Waffle House's ultra-flattering depiction of Smithfield brand at odds with the restaurant's unflinchingly-open dogma

Also in 2024, industrial animal agriculture legal advocacy organization FarmSTAND filed a lawsuit in the Superior Court of the District of Columbia against Smithfield Foods, alleging chronic worker abuse during the COVID-19 pandemic, "as outbreak after outbreak swept through communities of meatpacking workers, who are mostly people of color." Then, last August, Smithfield was sued by the U.S. Equal Employment Opportunity Commission (EEOC) for workplace discrimination, including denying accommodation to and firing a pregnant employee at a North Carolina facility, one of the two states where Smithfield operates, where Waffle House sources its bacon.

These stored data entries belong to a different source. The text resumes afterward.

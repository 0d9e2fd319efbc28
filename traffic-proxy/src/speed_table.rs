//! The live speed table and its lock-free snapshot handle.
//!
//! The harvester builds a complete fresh table per sweep and publishes it in
//! one atomic swap; request handlers grab the current snapshot and never see
//! a partially-updated table.

use std::collections::HashMap;
use std::sync::Arc;

use arc_swap::ArcSwap;

/// Speeds considered plausible for congestion classification, km/h.
const VALID_SPEED_MIN: f64 = 10.0;
const VALID_SPEED_MAX: f64 = 80.0;

/// Below this a road counts as congested.
const SLOW_SPEED: f64 = 25.0;

/// Immutable snapshot: way-id → observed speed in km/h.
#[derive(Debug, Default)]
pub struct SpeedTable {
    speeds: HashMap<String, f64>,
}

/// Network-wide congestion classification derived from one snapshot.
#[derive(Debug, Clone, Copy, PartialEq)]
pub struct Congestion {
    pub slow_ratio: f64,
    pub label: &'static str,
}

impl Congestion {
    /// Multiplier applied to per-maneuver route speeds.
    pub fn route_factor(&self) -> f64 {
        if self.slow_ratio > 0.5 {
            0.7
        } else if self.slow_ratio > 0.3 {
            0.85
        } else {
            1.1
        }
    }

    /// Multiplier applied to matrix cell speeds. Free flow is neutral here;
    /// the matrix already reflects typical speeds.
    pub fn matrix_factor(&self) -> f64 {
        if self.slow_ratio > 0.5 {
            0.7
        } else if self.slow_ratio > 0.3 {
            0.85
        } else {
            1.0
        }
    }
}

/// Aggregate numbers for the health endpoint.
#[derive(Debug, Clone, Copy, Default, PartialEq)]
pub struct SpeedStats {
    pub avg_speed: f64,
    pub min_speed: f64,
    pub max_speed: f64,
    pub slow_roads: usize,
    pub fast_roads: usize,
}

impl SpeedTable {
    pub fn new(speeds: HashMap<String, f64>) -> Self {
        Self { speeds }
    }

    pub fn len(&self) -> usize {
        self.speeds.len()
    }

    pub fn is_empty(&self) -> bool {
        self.speeds.is_empty()
    }

    /// Classify overall congestion from the plausible-speed subset. `None`
    /// when no plausible observation exists.
    pub fn congestion(&self) -> Option<Congestion> {
        let valid: Vec<f64> = self
            .speeds
            .values()
            .copied()
            .filter(|s| (VALID_SPEED_MIN..=VALID_SPEED_MAX).contains(s))
            .collect();
        if valid.is_empty() {
            return None;
        }

        let slow = valid.iter().filter(|&&s| s < SLOW_SPEED).count();
        let slow_ratio = slow as f64 / valid.len() as f64;
        let label = if slow_ratio > 0.5 {
            "혼잡"
        } else if slow_ratio > 0.3 {
            "보통"
        } else {
            "원활"
        };
        Some(Congestion { slow_ratio, label })
    }

    pub fn stats(&self) -> Option<SpeedStats> {
        if self.speeds.is_empty() {
            return None;
        }
        let mut min = f64::MAX;
        let mut max = f64::MIN;
        let mut sum = 0.0;
        for &s in self.speeds.values() {
            min = min.min(s);
            max = max.max(s);
            sum += s;
        }
        Some(SpeedStats {
            avg_speed: sum / self.speeds.len() as f64,
            min_speed: min,
            max_speed: max,
            slow_roads: self.speeds.values().filter(|&&s| s < 20.0).count(),
            fast_roads: self.speeds.values().filter(|&&s| s > 50.0).count(),
        })
    }
}

/// Shared handle: readers load, the harvester publishes.
#[derive(Debug, Default)]
pub struct SpeedTableHandle {
    inner: ArcSwap<SpeedTable>,
}

impl SpeedTableHandle {
    pub fn new() -> Self {
        Self::default()
    }

    pub fn load(&self) -> Arc<SpeedTable> {
        self.inner.load_full()
    }

    pub fn publish(&self, table: SpeedTable) {
        self.inner.store(Arc::new(table));
    }
}

#[cfg(test)]
mod tests {
    use super::*;

    fn table_of(speeds: &[f64]) -> SpeedTable {
        SpeedTable::new(
            speeds
                .iter()
                .enumerate()
                .map(|(i, &s)| (format!("way{}", i), s))
                .collect(),
        )
    }

    #[test]
    fn test_congestion_ignores_out_of_band_speeds() {
        // 5 and 120 fall outside the plausible band
        let table = table_of(&[5.0, 120.0, 40.0, 45.0]);
        let congestion = table.congestion().unwrap();
        assert_eq!(congestion.slow_ratio, 0.0);
        assert_eq!(congestion.label, "원활");
        assert_eq!(congestion.route_factor(), 1.1);
        assert_eq!(congestion.matrix_factor(), 1.0);
    }

    #[test]
    fn test_congested_network() {
        let table = table_of(&[12.0, 15.0, 18.0, 60.0]);
        let congestion = table.congestion().unwrap();
        assert!(congestion.slow_ratio > 0.5);
        assert_eq!(congestion.label, "혼잡");
        assert_eq!(congestion.route_factor(), 0.7);
        assert_eq!(congestion.matrix_factor(), 0.7);
    }

    #[test]
    fn test_moderate_network() {
        let table = table_of(&[20.0, 20.0, 40.0, 50.0, 55.0]);
        let congestion = table.congestion().unwrap();
        assert_eq!(congestion.label, "보통");
        assert_eq!(congestion.route_factor(), 0.85);
        assert_eq!(congestion.matrix_factor(), 0.85);
    }

    #[test]
    fn test_empty_table_has_no_congestion() {
        assert!(SpeedTable::default().congestion().is_none());
        assert!(SpeedTable::default().stats().is_none());
    }

    #[test]
    fn test_publish_swaps_snapshot() {
        let handle = SpeedTableHandle::new();
        assert!(handle.load().is_empty());

        handle.publish(table_of(&[30.0, 40.0]));
        let snapshot = handle.load();
        assert_eq!(snapshot.len(), 2);

        let stats = snapshot.stats().unwrap();
        assert_eq!(stats.avg_speed, 35.0);
        assert_eq!(stats.min_speed, 30.0);
        assert_eq!(stats.max_speed, 40.0);
    }
}
//! Pickup announcement ingest.
//!
//! ## Flow
//! 1. At or after the 12:00 cut-off, resolve the district from the address
//!    and schedule the parcel for tomorrow's round
//! 2. Before the cut-off, load the parcel (idempotent when already
//!    assigned), resolve the district, and assign today's round with the
//!    next-target flag set

use std::sync::Arc;

use chrono::{DateTime, Duration, NaiveDate};
use chrono_tz::Tz;
use thiserror::Error;
use tracing::info;

use crate::boundary::ports::{Geocoder, ParcelRepository, RepositoryError};
use crate::domain::model::driver::pickup_cutoff;
use crate::domain::model::location::GeoPoint;
use crate::domain::services::district::{extract_district, DistrictMap};

#[derive(Debug, Error)]
pub enum IngestError {
    #[error("Parcel not found: {0}")]
    ParcelNotFound(i64),

    #[error("Could not determine district from address")]
    NoDistrict,

    #[error("No driver for district {0}")]
    NoDriverForDistrict(String),

    #[error("Assignment changed no rows for parcel {0}")]
    StaleState(i64),

    #[error("Repository error: {0}")]
    Repository(#[from] RepositoryError),
}

#[derive(Debug, PartialEq)]
pub enum IngestOutcome {
    /// Ingested after the cut-off; scheduled for tomorrow's round.
    ScheduledTomorrow { scheduled_date: NaiveDate, current_time: String },
    /// Parcel already carries a pickup driver.
    AlreadyProcessed,
    /// Assigned to today's round.
    Assigned { district: String, driver_id: i64, coordinates: GeoPoint },
}

/// Ingest handler for new pickup announcements.
pub struct IngestHandler<P, G>
where
    P: ParcelRepository,
    G: Geocoder,
{
    parcels: Arc<P>,
    geocoder: Arc<G>,
    districts: DistrictMap,
}

impl<P, G> IngestHandler<P, G>
where
    P: ParcelRepository,
    G: Geocoder,
{
    pub fn new(parcels: Arc<P>, geocoder: Arc<G>, districts: DistrictMap) -> Self {
        Self { parcels, geocoder, districts }
    }

    pub async fn handle(
        &self,
        parcel_id: i64,
        now: DateTime<Tz>,
    ) -> Result<IngestOutcome, IngestError> {
        if now.time() >= pickup_cutoff() {
            return self.schedule_for_tomorrow(parcel_id, now).await;
        }

        let parcel = self
            .parcels
            .find_by_id(parcel_id)
            .await?
            .ok_or(IngestError::ParcelNotFound(parcel_id))?;

        if parcel.pickup_driver_id.is_some() {
            return Ok(IngestOutcome::AlreadyProcessed);
        }

        let coordinates = self.geocoder.geocode(&parcel.recipient_addr).await.point;
        let district = self
            .geocoder
            .resolve_district(&parcel.recipient_addr)
            .await
            .ok_or(IngestError::NoDistrict)?;

        let driver_id = self
            .districts
            .driver_for(&district)
            .ok_or_else(|| IngestError::NoDriverForDistrict(district.clone()))?;

        let assigned = self
            .parcels
            .assign_pickup(parcel_id, driver_id, now.date_naive(), true)
            .await?;
        if !assigned {
            return Err(IngestError::StaleState(parcel_id));
        }

        info!(parcel_id, driver_id, district = %district, "parcel assigned for today's round");
        Ok(IngestOutcome::Assigned { district, driver_id, coordinates })
    }

    /// Cut-off branch: district comes from the address text alone and the
    /// next-target flag stays clear until tomorrow's planning.
    async fn schedule_for_tomorrow(
        &self,
        parcel_id: i64,
        now: DateTime<Tz>,
    ) -> Result<IngestOutcome, IngestError> {
        let parcel = self
            .parcels
            .find_by_id(parcel_id)
            .await?
            .ok_or(IngestError::ParcelNotFound(parcel_id))?;

        let district = extract_district(&parcel.recipient_addr)
            .ok_or(IngestError::NoDistrict)?
            .to_string();
        let driver_id = self
            .districts
            .driver_for(&district)
            .ok_or_else(|| IngestError::NoDriverForDistrict(district.clone()))?;

        let tomorrow = now.date_naive() + Duration::days(1);
        let assigned = self.parcels.assign_pickup(parcel_id, driver_id, tomorrow, false).await?;
        if !assigned {
            return Err(IngestError::StaleState(parcel_id));
        }

        info!(parcel_id, driver_id, %tomorrow, "post-cutoff parcel scheduled for tomorrow");
        Ok(IngestOutcome::ScheduledTomorrow {
            scheduled_date: tomorrow,
            current_time: now.format("%H:%M").to_string(),
        })
    }
}

#[cfg(test)]
mod tests {
    use chrono::TimeZone;
    use chrono_tz::Asia::Seoul;

    use super::*;
    use crate::boundary::ports::geocoder::{Geocoded, MockGeocoder};
    use crate::boundary::ports::parcel_repository::MockParcelRepository;
    use crate::domain::model::driver::Phase;
    use crate::domain::model::parcel::{Parcel, ParcelStatus};

    fn unassigned_parcel(id: i64, addr: &str) -> Parcel {
        Parcel {
            id,
            owner_id: 100,
            owner_name: None,
            size: "S".to_string(),
            recipient_addr: addr.to_string(),
            recipient_name: None,
            recipient_phone: None,
            product_name: "화장품".to_string(),
            status: ParcelStatus::PickupPending,
            pickup_driver_id: None,
            pickup_driver_name: None,
            delivery_driver_id: None,
            delivery_driver_name: None,
            pickup_scheduled_date: None,
            pickup_completed_at: None,
            delivery_completed_at: None,
            is_next_pickup_target: false,
            is_next_delivery_target: false,
            created_at: NaiveDate::from_ymd_opt(2025, 6, 2)
                .unwrap()
                .and_hms_opt(9, 0, 0)
                .unwrap(),
        }
    }

    fn handler(
        parcels: MockParcelRepository,
        geocoder: MockGeocoder,
    ) -> IngestHandler<MockParcelRepository, MockGeocoder> {
        IngestHandler::new(
            Arc::new(parcels),
            Arc::new(geocoder),
            DistrictMap::with_defaults(Phase::Pickup),
        )
    }

    #[tokio::test]
    async fn test_post_cutoff_schedules_tomorrow() {
        let mut parcels = MockParcelRepository::new();
        parcels
            .expect_find_by_id()
            .returning(|id| Ok(Some(unassigned_parcel(id, "서울 강남구 테헤란로 1"))));
        parcels
            .expect_assign_pickup()
            .withf(|parcel_id, driver_id, scheduled, next_target| {
                *parcel_id == 777
                    && *driver_id == 5
                    && *scheduled == NaiveDate::from_ymd_opt(2025, 6, 3).unwrap()
                    && !*next_target
            })
            .returning(|_, _, _, _| Ok(true));

        let h = handler(parcels, MockGeocoder::new());
        let now = Seoul.with_ymd_and_hms(2025, 6, 2, 13, 15, 0).unwrap();
        let outcome = h.handle(777, now).await.unwrap();

        match outcome {
            IngestOutcome::ScheduledTomorrow { scheduled_date, current_time } => {
                assert_eq!(scheduled_date, NaiveDate::from_ymd_opt(2025, 6, 3).unwrap());
                assert_eq!(current_time, "13:15");
            }
            other => panic!("expected ScheduledTomorrow, got {:?}", other),
        }
    }

    #[tokio::test]
    async fn test_before_cutoff_assigns_today_with_next_target() {
        let mut parcels = MockParcelRepository::new();
        parcels
            .expect_find_by_id()
            .returning(|id| Ok(Some(unassigned_parcel(id, "서울 마포구 공덕동 10"))));
        parcels
            .expect_assign_pickup()
            .withf(|_, driver_id, scheduled, next_target| {
                *driver_id == 1
                    && *scheduled == NaiveDate::from_ymd_opt(2025, 6, 2).unwrap()
                    && *next_target
            })
            .returning(|_, _, _, _| Ok(true));

        let mut geocoder = MockGeocoder::new();
        geocoder.expect_geocode().returning(|_| Geocoded {
            point: GeoPoint::new(37.5638, 126.9084),
            label: "마포구 공덕동".to_string(),
            confidence: 0.95,
        });
        geocoder
            .expect_resolve_district()
            .returning(|_| Some("마포구".to_string()));

        let h = handler(parcels, geocoder);
        let now = Seoul.with_ymd_and_hms(2025, 6, 2, 10, 0, 0).unwrap();
        let outcome = h.handle(55, now).await.unwrap();

        match outcome {
            IngestOutcome::Assigned { district, driver_id, .. } => {
                assert_eq!(district, "마포구");
                assert_eq!(driver_id, 1);
            }
            other => panic!("expected Assigned, got {:?}", other),
        }
    }

    #[tokio::test]
    async fn test_already_assigned_is_idempotent() {
        let mut parcels = MockParcelRepository::new();
        parcels.expect_find_by_id().returning(|id| {
            let mut p = unassigned_parcel(id, "서울 중구 명동 1");
            p.pickup_driver_id = Some(3);
            Ok(Some(p))
        });

        let h = handler(parcels, MockGeocoder::new());
        let now = Seoul.with_ymd_and_hms(2025, 6, 2, 9, 0, 0).unwrap();
        assert_eq!(h.handle(9, now).await.unwrap(), IngestOutcome::AlreadyProcessed);
    }

    #[tokio::test]
    async fn test_unknown_district_rejected() {
        let mut parcels = MockParcelRepository::new();
        parcels
            .expect_find_by_id()
            .returning(|id| Ok(Some(unassigned_parcel(id, "제주도 서귀포시 1"))));

        let mut geocoder = MockGeocoder::new();
        geocoder.expect_geocode().returning(|_| Geocoded {
            point: GeoPoint::new(37.5665, 126.978),
            label: "서울시청".to_string(),
            confidence: 0.1,
        });
        geocoder.expect_resolve_district().returning(|_| None);

        let h = handler(parcels, geocoder);
        let now = Seoul.with_ymd_and_hms(2025, 6, 2, 9, 0, 0).unwrap();
        assert!(matches!(h.handle(9, now).await, Err(IngestError::NoDistrict)));
    }

    #[tokio::test]
    async fn test_missing_parcel_not_found() {
        let mut parcels = MockParcelRepository::new();
        parcels.expect_find_by_id().returning(|_| Ok(None));

        let h = handler(parcels, MockGeocoder::new());
        let now = Seoul.with_ymd_and_hms(2025, 6, 2, 9, 0, 0).unwrap();
        assert!(matches!(h.handle(404, now).await, Err(IngestError::ParcelNotFound(404))));
    }
}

Again last summer, independent nonprofit investigative journalism outlet Sentient Media reported that "Congress is being lobbied by Smithfield and other pork industry groups to slip language into the Farm Bill to gut the animal welfare protections of California's Proposition 12." Prop 12 is a livestock protection rule that bans the sale of meat products from animals raised in extreme confinement. So, yeah — it's bad. Employee and livestock welfare issues aside, lobbying for reduced confinement restrictions at the legislative level would almost certainly lead to a significant decline in pork product quality, resulting in worse bacon at Waffle House. Although it may be an apt fit. Waffle House sources its coffee from a historical 130-year-old roaster, and by our count, it still tastes pretty bad.